Davis' favorite topic was the world of child-life. She had nearly completed a work which was afterward published under the title of Clinton Forest; or, The Harvest of Love. It treats of child-life, home influence, school scenes, the power of kindness in the treatment of children, the wanderings and trials of the child, the joys and sorrows of life. She did not dare to publish it, or hardly show it to her friends to get their opinion of it. In due time, she completed another manuscript, Marion Lester; or, The Mother's Mistake. The mistake of the mother consisted in sending her daughter to the school where religious error required a severe form of discipline. The plot was entirely Davis'. Some of the characters were taken from real life and some were drawn from the imagination. She prepared it for the press, and in May, 1856, sent it forth. It was a success. The book was read with intense interest by thousands.

Three years later, Clinton Forest was finally published, and also had a large sale. In 1865, she published Rosalie. She had been a frequent contributor to the "Trumpet," "Christian Freeman" and local papers, and a regular contributor to the "Ladies' Repository." Of the last, Davis was for five years associate editor with Mrs. Sawyer and Mrs. Soulé.

She experienced several years of illness, including periods of limited mobility and a winter spent in confinement in a darkened room due to severe light sensitivity. During this period of convalescence, she expressed a desire to compose a long-form poem.
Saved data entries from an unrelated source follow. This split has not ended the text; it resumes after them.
//! Selection rectangles exposed on the source pad.

use crate::modes::{
    PadState, NATIVE_HEIGHT, NATIVE_WIDTH, PIXEL_ARRAY_HEIGHT, PIXEL_ARRAY_LEFT, PIXEL_ARRAY_TOP,
    PIXEL_ARRAY_WIDTH,
};
use crate::traits::{Rect, Result, SensorError};

/// Selection target, numbered as in V4L2.
#[derive(Debug, Clone, Copy, PartialEq, Eq)]
pub enum SelectionTarget {
    /// Current crop.
    Crop,
    /// Default crop.
    CropDefault,
    /// Limits of the crop.
    CropBounds,
    /// Full pixel array including optical black.
    NativeSize,
    /// Compose targets and anything unknown.
    Other(u32),
}

impl SelectionTarget {
    /// Map a raw V4L2 target number.
    #[must_use]
    pub const fn from_raw(raw: u32) -> Self {
        match raw {
            0x0000 => Self::Crop,
            0x0001 => Self::CropDefault,
            0x0002 => Self::CropBounds,
            0x0003 => Self::NativeSize,
            other => Self::Other(other),
        }
    }

    /// Raw V4L2 target number.
    #[must_use]
    pub const fn raw(self) -> u32 {
        match self {
            Self::Crop => 0x0000,
            Self::CropDefault => 0x0001,
            Self::CropBounds => 0x0002,
            Self::NativeSize => 0x0003,
            Self::Other(raw) => raw,
        }
    }
}

/// Whole sensor array.
#[must_use]
pub const fn native_rect() -> Rect {
    Rect::new(0, 0, NATIVE_WIDTH, NATIVE_HEIGHT)
}

/// Active pixel area.
#[must_use]
pub const fn pixel_array_rect() -> Rect {
    Rect::new(
        PIXEL_ARRAY_LEFT,
        PIXEL_ARRAY_TOP,
        PIXEL_ARRAY_WIDTH,
        PIXEL_ARRAY_HEIGHT,
    )
}

/// Resolve `target` against `state`, which is either the ACTIVE state or a
/// caller's TRY state.
///
/// # Errors
///
/// Returns `InvalidArgument` for compose and unknown targets.
pub fn get_selection(state: &PadState, target: SelectionTarget) -> Result<Rect> {
    match SelectionTarget::from_raw(target.raw()) {
        SelectionTarget::Crop => Ok(state.crop),
        SelectionTarget::NativeSize => Ok(native_rect()),
        SelectionTarget::CropDefault | SelectionTarget::CropBounds => Ok(pixel_array_rect()),
        SelectionTarget::Other(raw) => Err(SensorError::InvalidArgument(format!(
            "unsupported selection target 0x{raw:04x}"
        ))),
    }
}

#[cfg(test)]
mod tests {
    use super::*;
    use crate::modes::init_state;

    #[test]
    fn test_fixed_targets() {
        let state = init_state();

        assert_eq!(
            get_selection(&state, SelectionTarget::NativeSize).expect("native"),
            Rect::new(0, 0, 2048, 1218)
        );
        assert_eq!(
            get_selection(&state, SelectionTarget::CropBounds).expect("bounds"),
            Rect::new(0, 18, 2048, 1200)
        );
        assert_eq!(
            get_selection(&state, SelectionTarget::CropDefault).expect("default"),
            Rect::new(0, 18, 2048, 1200)
        );
    }

    #[test]
    fn test_crop_follows_state() {
        let mut state = init_state();
        state.crop = Rect::new(4, 20, 100, 100);

        assert_eq!(
            get_selection(&state, SelectionTarget::Crop).expect("crop"),
            Rect::new(4, 20, 100, 100)
        );
    }

    #[test]
    fn test_compose_targets_rejected() {
        let state = init_state();
        for raw in [0x0100, 0x0101, 0x0102, 0x0103, 0xFFFF] {
            assert!(matches!(
                get_selection(&state, SelectionTarget::from_raw(raw)),
                Err(SensorError::InvalidArgument(_))
            ));
        }
    }

    #[test]
    fn test_raw_known_target_resolves() {
        let state = init_state();
        assert_eq!(
            get_selection(&state, SelectionTarget::Other(0x0003)).expect("native"),
            native_rect()
        );
        assert_eq!(
            get_selection(&state, SelectionTarget::Other(0x0000)).expect("crop"),
            state.crop
        );
    }

    #[test]
    fn test_crop_within_native() {
        let state = init_state();
        assert!(native_rect().contains(&state.crop));
        assert!(native_rect().contains(&pixel_array_rect()));
    }
}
In 1863, she removed with her father's family to Hartford, Connecticut. A few months after going into her new home, she fell down stairs, and that was the beginning of long years of helplessness, suffering and partial blindness. All known means for her restoration had been tried, but with only partial and temporary success. In 1885, when the wave of "Mental Healing" swept over the U.S., Davis was one of the first who embraced its philosophy. A friend visited her and offered to treat her according to the new method of healing. In four months, the days of pain and the darkened room were over. She then obtained the best teachers and studied with them the philosophy of healing, and went out in her turn to pass on the work, in which she has had unusual success. Teaching was evidently her forte, her lectures being clear, strong and logical. Davis was interested in all the advanced movements of the day, including the temperance movement and equal rights.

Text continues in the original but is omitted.